Last updated on March 2019

Ixazomib ONC201 and Dexamethasone in Relapsed/Refractory Multiple Myeloma


Brief description of study

ONC201 is a novel dopamine receptor D2 antagonist that is able to activate the integrated stress response pathway. It is active against multiple myeloma cells in vitro, both as a single agent and in combination with corticosteroids and proteasome inhibitors. In order to document superiority over the combination compared to the individual agents of ixazomib and ONC201 in a single arm study, there will initially be a run-in period of weekly ONC201 625 mg with dexamethasone 40 mg such that if there is progression of disease (25% increase) after 4 weeks or less than a minimal response (25% reduction) after 8 weeks then ixazomib will be added. Dexamethasone is dose-reduced to 20 mg at the same schedule for subjects 75 years old. If patients do achieve single-agent responses with ONC201 (minimal response or better), they will continue with weekly ONC201 and dexamethasone until progression, with response assessments after each 28-day cycle. Patients who have previously been treated on another clinical trial with weekly ONC201 625mg with dexamethasone with progression while receiving treatment do not need to complete the run-in phase of the study.

At the time of progression, they will proceed to the 3 drug combination phase of the study. It is at the point of 3 drug initiation, that below phase I DLT principles or phase II disease control rate considerations apply.

Detailed Study Description

Phase I Study Design

Phase I will follow a 3+3 dose escalation design to determine the RPTD of ixazomib in combination with ONC201 and Dexamethasone.

The dose escalation rules for the phase I portion of the study are as follows, escalating in cohorts of 3 patients per dose level including a de-escalation option in case of early toxicity. Three patients will be treated at the current dose level. If at least 2 patients are observed to have a DLT, the prior dose level is defined as the RPTD unless only 3 patients have been treated at that level, in which case it is the tentative RPTD. If 0 of the 3 patients are observed to have DLT, the dose level is escalated one dose level for the next cohort of 3 patients, and the process continues as above. If exactly 1 of the 3 patients treated show DLT, 3 additional patients are treated at the current dose level. If none of these additional 3 patients show DLT, the dose level is escalated for the next cohort of 3 patients, and the process continues as above; otherwise, the prior dose level is defined as the RPTD (unless only 3 patients have been treated at that level, in which case it is the tentative RPTD). A tentative RPTD becomes final when a total of 6 patients are treated with less than 2 showing DLT.

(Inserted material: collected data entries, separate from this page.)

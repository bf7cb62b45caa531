//! CLI command implementations
//!
//! All command functions return `CliResult<ExitCode>` instead of calling
//! `process::exit`. Error handling and exits happen in the top-level `run()`.

use std::fs;
use std::path::{Path, PathBuf};

use crate::config::SessionConfig;
use crate::diagnostics::{self, Diagnostic, Severity};
use crate::lexer::{self, TokenKind};
use crate::parser::Parser;
use crate::session::{self, Session};

use super::{CliError, CliResult, ExitCode};

// ============================================================================
// File Utilities
// ============================================================================

/// Read a source file through the session reader, as a CLI error on failure.
pub fn read_source(file_path: &Path) -> CliResult<String> {
    session::read_source(file_path)
        .map_err(|e| CliError::failure(format!("Error reading file '{}': {}", file_path.display(), e)))
}

fn absolute(path: &Path) -> CliResult<PathBuf> {
    fs::canonicalize(path).map_err(|e| CliError::failure(format!("Cannot access '{}': {}", path.display(), e)))
}

/// Render every diagnostic of one file, and return how many of them are errors.
fn report(file_path: &Path, source: &str, diags: &[Diagnostic]) -> usize {
    let shown = file_path.display().to_string();
    for diag in diags {
        diagnostics::print_diagnostic(&shown, source, diag);
    }
    diags.iter().filter(|diag| diag.severity == Severity::Error).count()
}

fn outcome(errors: usize) -> CliResult<ExitCode> {
    match errors {
        0 => Ok(ExitCode::SUCCESS),
        1 => Err(CliError::failure("1 error found")),
        n => Err(CliError::failure(format!("{n} errors found"))),
    }
}

// ============================================================================
// Commands
// ============================================================================

/// Load the packs of all given files/directories and print their diagnostics.
pub fn check_paths(paths: &[PathBuf], config: SessionConfig) -> CliResult<ExitCode> {
    let session = Session::new(config);
    let mut pack_dirs = Vec::new();
    for path in paths {
        let path = absolute(path)?;
        let dir = if path.is_dir() {
            path
        } else if session.access(|state| state.is_source_file_path(&path)) {
            path.parent().map(Path::to_path_buf).unwrap_or(path)
        } else {
            return Err(CliError::failure(format!("Not a loon source file: '{}'", path.display())));
        };
        if !pack_dirs.contains(&dir) {
            pack_dirs.push(dir);
        }
    }

    let (files, errors) = session.access(|state| {
        for dir in &pack_dirs {
            state.get_pack(dir, true);
        }
        let published = state.current_diagnostics();
        let (mut files, mut errors) = (0, 0);
        for pack in state.all_packs() {
            for file in pack.files() {
                files += 1;
                if let Some(diags) = published.get(file.path()) {
                    errors += report(file.path(), file.text(), diags);
                }
            }
        }
        (files, errors)
    });

    if files == 0 {
        return Err(CliError::failure("No loon source files found"));
    }
    if errors == 0 {
        println!("✓ {files} file(s) checked, no problems found");
    }
    outcome(errors)
}

/// Tokenize and display tokens.
pub fn lex_file(file_path: &Path) -> CliResult<ExitCode> {
    let source = read_source(file_path)?;
    let lexed = lexer::lex(&source);

    for tok in &lexed.tokens {
        let text = match tok.kind {
            TokenKind::Begin | TokenKind::End => "",
            _ => tok.src(&source),
        };
        println!("{:<12} {:<12} {:?}", format!("{:?}", tok.kind), tok.span(&source).to_string(), text);
    }
    outcome(report(file_path, &source, &lexed.diagnostics))
}

/// Parse and display the syntax tree.
pub fn parse_file(file_path: &Path, shebang_prefix: &str) -> CliResult<ExitCode> {
    let source = read_source(file_path)?;
    let lexed = lexer::lex(&source);
    if !lexed.diagnostics.is_empty() {
        return outcome(report(file_path, &source, &lexed.diagnostics));
    }

    let ast = Parser::new(&lexed.tokens, &source)
        .with_shebang_prefix(shebang_prefix)
        .parse();
    print!("{}", ast.dump(&source));
    let errs: Vec<Diagnostic> = ast.err_diagnostics().into_iter().cloned().collect();
    outcome(report(file_path, &source, &errs))
}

If, unexpectedly, at least 2 patients are observed to have DLT at the initial dose level 0, then the next dose level evaluated will be the lowest dose level, -2, and further dose escalations to dose level -1 will proceed as outlined above from that dose level. If there is no RPTD declared, there will be no expansion to the phase II portion of the study. The phase I portion of the study will include between 6 and18 patients depending upon the number of dose levels evaluated.

Phase II Study Design Phase II will follow a Simon's Optimal two-stage design to indicate proof of concept regarding the PFS rate of ixazomib in combination with ONC201 and Dexamethasone at the RPTD established in phase I. Once the RPTD for combination therapy has been established, an additional 24 patients will be enrolled for a total of 30 evaluable patients (24 + 6 from phase I at RPTD).

In considering a Simon's Optimal two-stage design, the plan is to look at each patient at 2 months after initiating study treatment (3 drug combination) and classify each patient as responder or non-responder at the 2 month time point. A responder is a patient who has stable disease or better (not progressed) since initiating study treatment; a non-responder is someone whose disease has progressed according to IMWG criteria. The population of relapsed and refractory MM patients in this study will likely all have progressed on standard therapy; therefore the null hypothesis being tested is that the disease control rate at 2 months is 5%. As per IMWG criteria, if patients show progression after 1 cycle of triplet therapy, they will continue on therapy and a repeat assessment will be performed after cycle 2 in order to confirm progression of disease.

Stage 1:

  • Enroll 9 patients including the 6 patients being evaluated from the phase I portion of the study
  • Evaluate patients at 2 months post initiation of treatment
  • If 0 have responded (progression-free), i.e. if all 9 have progressed, then stop trial for futility and conclude that the proportion who will be progression-free at 2 months is less than 5%.
  • If 1 or more have responded (progression-free) at 2 months, then proceed to Stage 2.

Stage 2:

  • Enroll an additional 21 patients
  • Evaluate patients at 2 months post initiation of treatment If 4 or more of the 30 patients have responded (progression-free) at 2 months then the null hypothesis is rejected and further investigation of this treatment combination is warranted.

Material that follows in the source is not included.